I have Ultegra 3x9 shifters and derailleurs that were installed just a couple months ago. I purchased them on eBay and although they were new, they had been sitting in inventory for a couple years so not "new" in that sense. New cabling was used when they were installed.

Today my rear shifter suddenly stopped working for no apparent reason. When I attempt to shift up to a smaller cog, the entire brake lever moves with the trigger, so they basically cancel each other out. I inspected the cables and derailleur and everything seems fine. Shifting still works perfectly if I hold the brake lever so it doesn't move with the trigger, and downshifting to larger cogs works fine also. This tells me it's probably the shifter itself, not cabling or derailleur.

Googling around I find many posts advising the use of WD-40 to free up a sticky shifter. The idea is that the grease Shimano uses hardens with age and WD-40 will clean it out.

Two questions:

  1. Is this likely the problem?

  2. If so, how do I re-lubricate the shifter after the WD-40? To do it properly would require at least partially disassembling the shifter, which from what I've read and having seen the schematics, is something I really don't want to do.


5 Answers 5


Well, I tried soaking it with WD40 and then re-lubing it with spray lithium grease. No improvement whatsoever.
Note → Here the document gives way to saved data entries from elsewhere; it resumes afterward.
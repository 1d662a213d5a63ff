use reqwest::header::HeaderMap;
use std::fmt;
use thiserror::Error;

/// The logical operation a request was issued for
#[derive(Debug, Clone, Copy, PartialEq, Eq, Hash)]
pub enum Component {
    Bootstrap,
    Details,
    Calendar,
    Reviews,
    Search,
}

impl fmt::Display for Component {
    fn fmt(&self, f: &mut fmt::Formatter<'_>) -> fmt::Result {
        let name = match self {
            Self::Bootstrap => "bootstrap",
            Self::Details => "details",
            Self::Calendar => "calendar",
            Self::Reviews => "reviews",
            Self::Search => "search",
        };
        f.write_str(name)
    }
}

/// Status and headers of the last response seen before giving up
#[derive(Debug, Clone)]
pub struct ResponseMeta {
    pub status: u16,
    pub headers: HeaderMap,
}

impl ResponseMeta {
    /// Value of the `Retry-After` header, if the upstream sent one
    pub fn retry_after(&self) -> Option<&str> {
        self.headers
            .get(reqwest::header::RETRY_AFTER)
            .and_then(|v| v.to_str().ok())
    }

    /// Redirect target, for 3xx responses
    pub fn location(&self) -> Option<&str> {
        self.headers
            .get(reqwest::header::LOCATION)
            .and_then(|v| v.to_str().ok())
    }
}

/// Why a single attempt did not succeed
#[derive(Debug, Error)]
pub enum FetchErrorKind {
    #[error("transport error: {0}")]
    Transport(#[source] reqwest::Error),

    #[error("rate limited (HTTP 429)")]
    RateLimited,

    #[error("unexpected HTTP status {0}")]
    Status(u16),

    #[error("cancelled")]
    Cancelled,

    #[error("failed to build HTTP client: {0}")]
    ClientBuild(#[source] reqwest::Error),

    #[error("invalid request: {0}")]
    InvalidRequest(#[source] reqwest::Error),
}

/// A logical request that failed, with the context needed to retry it by hand
#[derive(Debug, Error)]
#[error("{component} request to {url} failed after {attempts} attempt(s): {kind}")]
pub struct FetchError {
    /// Which operation issued the request
    pub component: Component,

    /// Target URL, without query string
    pub url: String,

    /// Attempts actually sent
    pub attempts: u32,

    /// The last recorded failure
    #[source]
    pub kind: FetchErrorKind,

    /// Last response metadata, when any response arrived at all
    pub response: Option<ResponseMeta>,
}

impl FetchError {
    pub fn is_cancelled(&self) -> bool {
        matches!(self.kind, FetchErrorKind::Cancelled)
    }

    pub fn is_rate_limited(&self) -> bool {
        matches!(self.kind, FetchErrorKind::RateLimited)
    }

    pub fn last_status(&self) -> Option<u16> {
        self.response.as_ref().map(|r| r.status)
    }
}
//! Stay-Harvest: a resilient client for a travel marketplace's internal API
//!
//! This crate pulls listing details, availability calendars, reviews and
//! city search results out of an undocumented JSON API that sits behind a
//! browser-facing website. The pieces, leaves first:
//!
//! - [`proxy`] hands out outbound proxies, round-robin or random
//! - [`fetch`] executes one logical request with retry, backoff and
//!   user-agent rotation
//! - [`session`] derives an API key and session cookies from an HTML page
//! - [`query`] encodes persisted-query parameters per endpoint
//! - [`parse`] decodes inconsistently typed JSON into stable records
//! - [`paginate`] loops fetch and parse until the upstream runs dry
//! - [`scheduler`] fans independent jobs out under a concurrency ceiling
//! - [`storage`] and [`output`] persist artifacts and the resume index
//!
//! [`harvest::Harvester`] owns all of the shared state and is passed
//! explicitly to whatever drives a batch.

pub mod config;
pub mod fetch;
pub mod harvest;
pub mod output;
pub mod paginate;
pub mod parse;
pub mod proxy;
pub mod query;
pub mod scheduler;
pub mod session;
pub mod storage;

use thiserror::Error;

/// Main error type for Stay-Harvest operations
///
/// Each variant wraps the error of the component that failed, so callers
/// can match on the failure kind instead of inspecting messages.
#[derive(Debug, Error)]
pub enum HarvestError {
    #[error("Configuration error: {0}")]
    Config(#[from] ConfigError),

    #[error("Proxy error: {0}")]
    Proxy(#[from] proxy::ProxyError),

    #[error(transparent)]
    Fetch(#[from] fetch::FetchError),

    #[error("Credential error: {0}")]
    Credentials(#[from] session::CredentialError),

    #[error("Query error: {0}")]
    Query(#[from] query::QueryError),

    #[error("Parse error: {0}")]
    Parse(#[from] parse::ParseError),

    #[error("Storage error: {0}")]
    Storage(#[from] storage::StorageError),

    #[error("Output error: {0}")]
    Output(#[from] output::OutputError),

    #[error("Operation cancelled")]
    Cancelled,

    /// A later page failed after earlier pages succeeded; the dataset is
    /// not complete and must not be recorded as such
    #[error("Stopped after {pages} page(s): {source}")]
    Incomplete {
        pages: u32,
        attempts: u32,
        #[source]
        source: Box<HarvestError>,
    },
}

impl HarvestError {
    /// Returns true if the error was caused by an operator abort
    pub fn is_cancelled(&self) -> bool {
        match self {
            Self::Cancelled => true,
            Self::Fetch(e) => e.is_cancelled(),
            Self::Credentials(session::CredentialError::Fetch(e)) => e.is_cancelled(),
            Self::Incomplete { source, .. } => source.is_cancelled(),
            _ => false,
        }
    }

    /// The underlying fetch error, if the failure came from the network
    pub fn fetch_error(&self) -> Option<&fetch::FetchError> {
        match self {
            Self::Fetch(e) => Some(e),
            Self::Credentials(session::CredentialError::Fetch(e)) => Some(e),
            Self::Incomplete { source, .. } => source.fetch_error(),
            _ => None,
        }
    }

    /// Number of attempts made before giving up, when known
    ///
    /// For an incomplete pagination this covers every page, the failed one
    /// included.
    pub fn attempts(&self) -> Option<u32> {
        match self {
            Self::Incomplete { attempts, .. } => Some(*attempts),
            _ => self.fetch_error().map(|e| e.attempts),
        }
    }

    /// Status code of the last response seen, when there was one
    pub fn last_status(&self) -> Option<u16> {
        self.fetch_error().and_then(|e| e.last_status())
    }
}

/// Configuration-specific errors
#[derive(Debug, Error)]
pub enum ConfigError {
    #[error("Failed to read config file: {0}")]
    Io(#[from] std::io::Error),

    #[error("Failed to parse TOML: {0}")]
    Parse(#[from] toml::de::Error),

    #[error("Validation error: {0}")]
    Validation(String),

    #[error("Invalid URL in config: {0}")]
    InvalidUrl(String),
}

/// Result type alias for Stay-Harvest operations
pub type Result<T> = std::result::Result<T, HarvestError>;

/// Result type alias for configuration operations
pub type ConfigResult<T> = std::result::Result<T, ConfigError>;

// Re-export commonly used types
pub use config::Config;
pub use fetch::{Component, FetchError, FetchErrorKind, Fetcher};
pub use harvest::{CityTarget, Dataset, Harvester};
pub use proxy::ProxyPool;
pub use scheduler::{BatchReport, JobOutcome, Scheduler};
pub use session::Credentials;
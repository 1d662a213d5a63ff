//! Resilient HTTP fetching
//!
//! This module handles every outbound request, including:
//! - Building browser-like requests for pages and API calls
//! - Retrying transport errors and non-200 statuses with exponential backoff
//! - Rotating user agents between attempts
//! - Surfacing the last failure with attempt and response metadata
//!
//! Request construction ([`RequestSpec`]) is kept apart from execution
//! ([`Fetcher`]); only the latter holds mutable attempt state.

mod error;
mod fetcher;
mod request;
mod retry;
mod user_agent;

pub use error::{Component, FetchError, FetchErrorKind, ResponseMeta};
pub use fetcher::{build_http_client, FetchResponse, Fetcher, SessionCookie, TransportSettings};
pub use request::{HeaderProfile, RequestSpec};
pub use retry::{backoff_delay, classify_status, RetryPolicy, RetryState, StatusClass};
pub use user_agent::{select_user_agent, DEFAULT_USER_AGENT, USER_AGENTS};
//! Integration tests for Stay-Harvest
//!
//! These tests use wiremock to stand in for the upstream site and drive
//! the fetch, bootstrap and batch paths end-to-end.

mod common;
mod fetch_tests;
mod harvest_tests;
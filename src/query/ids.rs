use base64::engine::general_purpose::STANDARD;
use base64::Engine;
use serde::{Deserialize, Serialize};
use url::Url;

/// Encodes a typed global id: `base64("<TypePrefix>:<id>")`
pub fn encode_typed_id(type_prefix: &str, id: u64) -> String {
    STANDARD.encode(format!("{}:{}", type_prefix, id))
}

#[derive(Debug, Serialize, Deserialize, PartialEq, Eq)]
struct SearchCursor {
    section_offset: u32,
    items_offset: u32,
    version: u32,
}

/// Encodes the search pagination cursor for an item offset
pub fn encode_search_cursor(items_offset: u32) -> String {
    let cursor = SearchCursor {
        section_offset: 0,
        items_offset,
        version: 1,
    };
    // Serializing three integers cannot fail.
    let json = serde_json::to_string(&cursor).unwrap_or_default();
    STANDARD.encode(json)
}

/// Recovers the item offset from a search cursor, if it is one of ours
pub fn decode_search_cursor(cursor: &str) -> Option<u32> {
    let bytes = STANDARD.decode(cursor).ok()?;
    let parsed: SearchCursor = serde_json::from_slice(&bytes).ok()?;
    Some(parsed.items_offset)
}

/// Extracts the numeric listing id from a room URL
pub fn room_id_from_url(room_url: &str) -> Option<u64> {
    let url = Url::parse(room_url).ok()?;
    let mut segments = url.path_segments()?;
    segments.find(|s| *s == "rooms")?;
    segments.next()?.parse().ok()
}

#[cfg(test)]
mod tests {
    use super::*;

    #[test]
    fn test_encode_typed_id() {
        assert_eq!(encode_typed_id("StayListing", 290701), "U3RheUxpc3Rpbmc6MjkwNzAx");
        let decoded = STANDARD.decode(encode_typed_id("StayListing", 7)).unwrap();
        assert_eq!(decoded, b"StayListing:7");
    }

    #[test]
    fn test_search_cursor() {
        let cursor = encode_search_cursor(80);
        let json = STANDARD.decode(&cursor).unwrap();
        assert_eq!(
            String::from_utf8(json).unwrap(),
            r#"{"section_offset":0,"items_offset":80,"version":1}"#
        );
        assert_eq!(decode_search_cursor(&cursor), Some(80));
        assert_eq!(decode_search_cursor("not base64!"), None);
    }

    #[test]
    fn test_room_id_from_url() {
        assert_eq!(room_id_from_url("https://www.airbnb.com/rooms/290701"), Some(290701));
        assert_eq!(
            room_id_from_url("https://www.airbnb.com/rooms/290701?adults=2&check_in=2025-01-01"),
            Some(290701)
        );
        assert_eq!(room_id_from_url("https://www.airbnb.com/rooms/plus/55"), None);
        assert_eq!(room_id_from_url("https://www.airbnb.com/s/Marrakesh"), None);
        assert_eq!(room_id_from_url("not a url"), None);
    }
}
So I took it to the LBS, which declared it DOA. They say they've seen this before with Shimano shifters. Some internal part gets even slightly bent and the shifter fails completely. And they're not really serviceable, so that means replace it.

This was a one-month old high-end shifter. It was never damaged or misused. Next bike will sport SRAM or Campy components. They use half as many parts, work just as well, and can be field serviced.

So thanks for the answers.

UPDATE: Contrary to what I'd been told about eBay purchases, Shimano honored the warranty and replaced the shifter. I spoke to a customer service rep about it first because I was told I needed an RMA to return it, but that's not true either. Simply fill out the warranty form available on their web site and ship the item to them with the completed form.

  • Is it covered by warranty? If it's only a month old, it seems like the manufacturer should pay to replace it.
    – amcnabb
    Jun 20, 2013 at 22:15
  • @amcnabb Although it was new, I bought it on eBay and from what I've been told Shimano won't honor warranties on eBay purchases. Jun 21, 2013 at 15:49
  • That stinks. I can't blame you for holding a grudge against Shimano. Do SRAM or Campagnolo have more customer-friendly policies? This could affect my decisions for future purchases.
    – amcnabb
    Jun 21, 2013 at 17:09
  • @amcnabb I don't know what their warranty policies are but I like the fact that they sell replacement parts and mere mortals can repair them. Although there are a few people out there who have disassembled and repaired Shimano shifters, they're few and far between. Plus you have to have another shifter to cannibalize parts from since you can't buy them. Jun 22, 2013 at 0:18
  • 3
    @amcnabb I'm happy to report that Shimano honored the warranty and replaced the shifter. So +1 to Shimano for standing behind their product even though it was purchased on eBay. Dec 24, 2013 at 1:53

There are 2 possible causes for this type of failure.

The first is a need to be cleaned and lubricated, as you have noted. That is usually a gradual failure, an would usually not result in sticking both shift levers together like you describe.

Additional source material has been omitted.